I’ve had an interest in Go now for about a year. I’ve not done much with it before this week besides go through the go-koans (recommended!) and build a couple of very light projects with it, like an IRC bot that didn’t do much. I’ve also made a couple of commits to Bo Jeanes’ go-lifx project, which is Go bindings for LIFX lights. It’s still very much a work-in-progress, but it was fun to dip my toes into the Go waters again.
This was the first week that not only that I wrote Go code for my job, but I actually got to deploy it in a live production context. And it was the first week at my new job at LIFX, too. All this little program does now is read some stats from a JSON file and report them back to our analytics service. The earlier version was written in Ruby, which meant that Ruby needed to be compiled on this box just for one little script. Having the little script in Go means that we no longer need to compile Ruby on that box; a small victory but a victory nonetheless.
I dislike that I don’t know much about Go still at this stage. That probably boils down to me not really having a proper use for it until recent. It could also be because a lot of the Go documentation out there is similar to a cookbook that only explains the properties of the ingredients, rather than having recipes. I enjoy learning by example and I think other people do also, because they bought a book that I wrote that’s all about the examples.
I like that the Go packages themselves are pretty well-documented. I especially like that I know what type of object I’m supposed to be passing in. Take time.Unix
for example. It works similarly to Time.at(unix_time)

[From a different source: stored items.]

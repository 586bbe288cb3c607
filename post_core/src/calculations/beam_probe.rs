//! # Beam Probe Table
//!
//! Per-set forces, section properties and stresses for every beam connection,
//! in the layout of a beam probe's tabular data.
//!
//! Shear force and bending moment are each taken from whichever end carries
//! the larger magnitude, keeping that end's sign. Stresses then follow the
//! same closed forms as [`stress_resultant`](super::stress_resultant).
//!
//! The bolt summary variant additionally reports the transverse shear stress
//! τs = (4/3)·V/A and an equivalent stress that includes it:
//! σeqv = √((σd + σb)² + 3(τs² + τt²)).

use serde::{Deserialize, Serialize};
use tracing::info;

use super::stress_resultant::{BEAM188_END_I, BEAM188_END_J};
use super::{ChannelReader, PassOutput, SkippedRecord};
use crate::errors::{PostError, PostResult};
use crate::model::{BeamConnection, ModelTree};
use crate::results::ResultSource;
use crate::section::CircularSection;
use crate::time_scoping::TimeScoping;

/// Beam probe values for one beam at one set.
#[derive(Debug, Clone, Copy, PartialEq, Serialize, Deserialize)]
pub struct ProbeSample {
    pub axial_force: f64,
    pub torque: f64,
    pub shear_i: f64,
    pub shear_j: f64,
    pub moment_i: f64,
    pub moment_j: f64,
}

/// Value of larger magnitude, sign preserved; ties go to `i`.
fn larger_magnitude(i: f64, j: f64) -> f64 {
    if i.abs() >= j.abs() {
        i
    } else {
        j
    }
}

/// Section columns of the probe table.
#[derive(Debug, Clone, Copy, PartialEq, Serialize, Deserialize)]
pub struct SectionColumns {
    pub diameter: f64,
    pub length: f64,
    pub area: f64,
    pub moment_of_inertia: f64,
    pub polar_moment_of_inertia: f64,
    /// E·A/L, 0 when the material has no Young's modulus
    pub stiffness: f64,
}

impl SectionColumns {
    pub fn new(section: &CircularSection, length: f64, youngs_modulus: Option<f64>) -> Self {
        let stiffness = youngs_modulus
            .and_then(|e| section.axial_stiffness(e, length))
            .unwrap_or(0.0);
        SectionColumns {
            diameter: section.diameter(),
            length,
            area: section.area(),
            moment_of_inertia: section.moment_of_inertia(),
            polar_moment_of_inertia: section.polar_moment_of_inertia(),
            stiffness,
        }
    }
}

/// Forces and stresses of one probe row.
#[derive(Debug, Clone, Copy, PartialEq, Serialize, Deserialize)]
pub struct ProbeStresses {
    pub axial_force: f64,
    pub shear_force: f64,
    pub torque: f64,
    pub bending_moment: f64,
    pub equivalent_stress: f64,
    pub direct_stress: f64,
    pub bending_stress: f64,
    pub combined_stress: f64,
    pub torsional_stress: f64,
}

/// Stresses of a probe row.
///
/// # Example
///
/// ```rust
/// use post_core::calculations::beam_probe::{probe_stresses, ProbeSample};
/// use post_core::section::CircularSection;
///
/// let section = CircularSection::new(0.5).unwrap();
/// let sample = ProbeSample {
///     axial_force: 1000.0,
///     torque: 100.0,
///     shear_i: -40.0,
///     shear_j: 25.0,
///     moment_i: 50.0,
///     moment_j: -200.0,
/// };
/// let row = probe_stresses(&section, &sample);
/// assert_eq!(row.shear_force, -40.0);
/// assert_eq!(row.bending_moment, -200.0);
/// ```
pub fn probe_stresses(section: &CircularSection, sample: &ProbeSample) -> ProbeStresses {
    let r = section.radius();
    let shear_force = larger_magnitude(sample.shear_i, sample.shear_j);
    let bending_moment = larger_magnitude(sample.moment_i, sample.moment_j);

    let direct_stress = sample.axial_force / section.area();
    let bending_stress = bending_moment * r / section.moment_of_inertia();
    let torsional_stress = sample.torque * r / section.polar_moment_of_inertia();
    let combined_stress = direct_stress + bending_stress;
    let equivalent_stress = (combined_stress.powi(2) + 3.0 * torsional_stress.powi(2)).sqrt();

    ProbeStresses {
        axial_force: sample.axial_force,
        shear_force,
        torque: sample.torque,
        bending_moment,
        equivalent_stress,
        direct_stress,
        bending_stress,
        combined_stress,
        torsional_stress,
    }
}

/// Bolt summary columns.
#[derive(Debug, Clone, Copy, PartialEq, Serialize, Deserialize)]
pub struct BoltSummary {
    pub axial_force: f64,
    pub torque: f64,
    /// max(|V_I|, |V_J|)
    pub shear_force: f64,
    /// max(|M_I|, |M_J|)
    pub bending_moment: f64,
    pub axial_stress: f64,
    pub bending_stress: f64,
    pub torsional_stress: f64,
    pub shear_stress: f64,
    pub equivalent_stress: f64,
}

pub fn bolt_summary(section: &CircularSection, sample: &ProbeSample) -> BoltSummary {
    let r = section.radius();
    let area = section.area();
    let shear_force = sample.shear_i.abs().max(sample.shear_j.abs());
    let bending_moment = sample.moment_i.abs().max(sample.moment_j.abs());

    let axial_stress = sample.axial_force / area;
    let bending_stress = bending_moment * r / section.moment_of_inertia();
    let torsional_stress = sample.torque * r / section.polar_moment_of_inertia();
    let shear_stress = shear_force / area * 4.0 / 3.0;
    let equivalent_stress = ((axial_stress + bending_stress).powi(2)
        + 3.0 * (shear_stress.powi(2) + torsional_stress.powi(2)))
    .sqrt();

    BoltSummary {
        axial_force: sample.axial_force,
        torque: sample.torque,
        shear_force,
        bending_moment,
        axial_stress,
        bending_stress,
        torsional_stress,
        shear_stress,
        equivalent_stress,
    }
}

#[derive(Debug, Clone, PartialEq, Serialize, Deserialize)]
pub struct BeamProbeRecord {
    pub connection_id: u32,
    pub name: String,
    pub element_id: u32,
    /// Material name, empty when none is assigned
    pub material: String,
    pub section: SectionColumns,
    pub set: usize,
    pub time: f64,
    pub values: ProbeStresses,
}

#[derive(Debug, Clone, PartialEq, Serialize, Deserialize)]
pub struct BoltSummaryRecord {
    pub connection_id: u32,
    pub name: String,
    pub element_id: u32,
    pub set: usize,
    pub time: f64,
    pub values: BoltSummary,
}

/// Channels backing a probe sample: end I axial force and torque, shear and
/// bending resultants at both ends.
fn probe_sample(reader: &ChannelReader, set: usize, element: u32) -> PostResult<ProbeSample> {
    let end_i = BEAM188_END_I.load(reader, set, element);
    let end_j = BEAM188_END_J.load(reader, set, element);
    Ok(ProbeSample {
        axial_force: end_i.require_axial_force("end I")?,
        torque: end_i.require_torque("end I")?,
        shear_i: end_i.shear_magnitude("end I")?,
        shear_j: end_j.shear_magnitude("end J")?,
        moment_i: end_i.bending_moment_magnitude("end I")?,
        moment_j: end_j.bending_moment_magnitude("end J")?,
    })
}

fn read_channels<S>(source: &S, beams: &[BeamConnection], scoping: &TimeScoping) -> PostResult<ChannelReader>
where
    S: ResultSource + ?Sized,
{
    let element_ids: Vec<u32> = beams.iter().map(|b| b.element_id).collect();
    let items: Vec<u32> = BEAM188_END_I
        .items()
        .into_iter()
        .chain(BEAM188_END_J.items())
        .collect();
    ChannelReader::read(source, &items, scoping, &element_ids)
}

fn youngs_modulus<M>(model: &M, beam: &BeamConnection) -> PostResult<Option<f64>>
where
    M: ModelTree + ?Sized,
{
    let Some(name) = beam.material.as_deref() else {
        return Ok(None);
    };
    match model.find_material(name) {
        Ok(material) => Ok(material.youngs_modulus),
        Err(PostError::AmbiguousLookup { .. }) => Ok(None),
        Err(e) => Err(e),
    }
}

/// Probe table rows for every beam connection, ordered by connection id then set.
pub fn beam_probe_table<S, M>(
    source: &S,
    model: &M,
    beams: &[BeamConnection],
    scoping: &TimeScoping,
) -> PostResult<PassOutput<BeamProbeRecord>>
where
    S: ResultSource + ?Sized,
    M: ModelTree + ?Sized,
{
    let reader = read_channels(source, beams, scoping)?;
    let mut ordered: Vec<&BeamConnection> = beams.iter().collect();
    ordered.sort_by_key(|b| b.id);

    let mut output = PassOutput::default();
    for beam in ordered {
        let section = match CircularSection::new(beam.radius) {
            Ok(section) => section,
            Err(e) => {
                output.skipped.push(SkippedRecord::new(beam.element_id, &beam.name, None, e));
                continue;
            }
        };
        let columns = SectionColumns::new(&section, beam.length(), youngs_modulus(model, beam)?);

        for sample in &scoping.samples {
            match probe_sample(&reader, sample.set, beam.element_id) {
                Ok(values) => output.records.push(BeamProbeRecord {
                    connection_id: beam.id,
                    name: beam.name.clone(),
                    element_id: beam.element_id,
                    material: beam.material.clone().unwrap_or_default(),
                    section: columns,
                    set: sample.set,
                    time: sample.time,
                    values: probe_stresses(&section, &values),
                }),
                Err(e) => output
                    .skipped
                    .push(SkippedRecord::new(beam.element_id, &beam.name, Some(sample.set), e)),
            }
        }
    }

    info!(beams = beams.len(), records = output.records.len(), "built beam probe table");
    Ok(output)
}

/// Bolt summary rows for every beam connection, in input order.
pub fn bolt_summaries<S>(
    source: &S,
    beams: &[BeamConnection],
    scoping: &TimeScoping,
) -> PostResult<PassOutput<BoltSummaryRecord>>
where
    S: ResultSource + ?Sized,
{
    let reader = read_channels(source, beams, scoping)?;
    let mut output = PassOutput::default();
    for beam in beams {
        let section = match CircularSection::new(beam.radius) {
            Ok(section) => section,
            Err(e) => {
                output.skipped.push(SkippedRecord::new(beam.element_id, &beam.name, None, e));
                continue;
            }
        };
        for sample in &scoping.samples {
            match probe_sample(&reader, sample.set, beam.element_id) {
                Ok(values) => output.records.push(BoltSummaryRecord {
                    connection_id: beam.id,
                    name: beam.name.clone(),
                    element_id: beam.element_id,
                    set: sample.set,
                    time: sample.time,
                    values: bolt_summary(&section, &values),
                }),
                Err(e) => output
                    .skipped
                    .push(SkippedRecord::new(beam.element_id, &beam.name, Some(sample.set), e)),
            }
        }
    }
    info!(beams = beams.len(), records = output.records.len(), "built bolt summary");
    Ok(output)
}

#[cfg(test)]
mod tests {
    use super::*;
    use approx::assert_relative_eq;

    fn sample() -> ProbeSample {
        ProbeSample {
            axial_force: 1000.0,
            torque: 100.0,
            shear_i: 30.0,
            shear_j: -60.0,
            moment_i: 200.0,
            moment_j: 50.0,
        }
    }

    #[test]
    fn test_larger_magnitude_keeps_sign() {
        assert_eq!(larger_magnitude(3.0, -4.0), -4.0);
        assert_eq!(larger_magnitude(-4.0, 4.0), -4.0);
        assert_eq!(larger_magnitude(0.0, 0.0), 0.0);
    }

    #[test]
    fn test_probe_row_matches_reference_bolt() {
        let section = CircularSection::new(0.5).unwrap();
        let row = probe_stresses(&section, &sample());
        assert_eq!(row.shear_force, -60.0);
        assert_eq!(row.bending_moment, 200.0);
        assert!((row.equivalent_stress - 3425.937).abs() < 1e-2);
        assert!((row.torsional_stress - 509.2958).abs() < 1e-3);
    }

    #[test]
    fn test_section_columns() {
        let section = CircularSection::new(0.5).unwrap();
        let with_modulus = SectionColumns::new(&section, 4.0, Some(29.0e6));
        assert_relative_eq!(with_modulus.stiffness, 29.0e6 * section.area() / 4.0, max_relative = 1e-12);
        assert_eq!(with_modulus.diameter, 1.0);

        let without = SectionColumns::new(&section, 4.0, None);
        assert_eq!(without.stiffness, 0.0);
    }

    #[test]
    fn test_bolt_summary_includes_transverse_shear() {
        let section = CircularSection::new(0.5).unwrap();
        let summary = bolt_summary(&section, &sample());
        assert_eq!(summary.shear_force, 60.0);
        assert_relative_eq!(summary.shear_stress, 4.0 / 3.0 * 60.0 / section.area(), max_relative = 1e-12);
        let expected = ((summary.axial_stress + summary.bending_stress).powi(2)
            + 3.0 * (summary.shear_stress.powi(2) + summary.torsional_stress.powi(2)))
        .sqrt();
        assert_relative_eq!(summary.equivalent_stress, expected, max_relative = 1e-12);

        let row = probe_stresses(&section, &sample());
        assert!(summary.equivalent_stress > row.equivalent_stress);
    }
}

in Ruby. The Go documentation for time.Unix
clearly indicates that it takes two arguments, both of which are of the int64
type, and that it returns a Time “instance”. That’s something that I didn’t think I would like, given that I’ve been doing Ruby for so long and it has a little thing called duck-typing where methods can be defined on anything and everything. A Ruby motto could perhaps be: “If it quacks like a duck, let’s pretend it is a duck for fear of finding out what it truly is.” In Ruby, methods can return whatever they want and more often than not, to know what a method returns you have to look at how that method is defined. Oh, and in Go methods can return multiple values, like json.Marshal
(like to_json
in Ruby) which will return the marshalled JSON (as an array of bytes) as well as (possibly) an error if that marshalling fails for some reason.
I like that you can compile your program down to a binary file very easily and then deploy it to a server. For instance, on the go-lifx
project, we can (and do) provide some very simple binaries that are compiled from the code within that project using Go’s built-in tool: go build
.
I also enjoy the go get
tool. It took me a while to figure out that if I structured my ~/Projects/go
directory properly, that my Go experience would be more fluid. The proper way to structure it is:
Projects/go
-> src
-> github.com
-> bjeanes
-> go-lifx
I’ve set GOPATH
to ~/Projects/go
and so then when I type go get github.com/codegangsta/cli
it will install it into ~/Projects/go/src/github.com/codegangsta/cli
. I can then reference it in my Go program very simply:
import (
"github.com/codegangsta/cli"
)
That way, if I want to use it in another project then I can do it in exactly the same way.
Finally, the go fmt
tool is the tool to end all (most?) coding syntax debates. It enforces tab-indentation, and blank spaces for alignment. It does a couple more things, which are explained in gofmt’s documentation.
Overall, I enjoy the language and look forward to learning more about it, as well as finding other situations where we can use it at LIFX.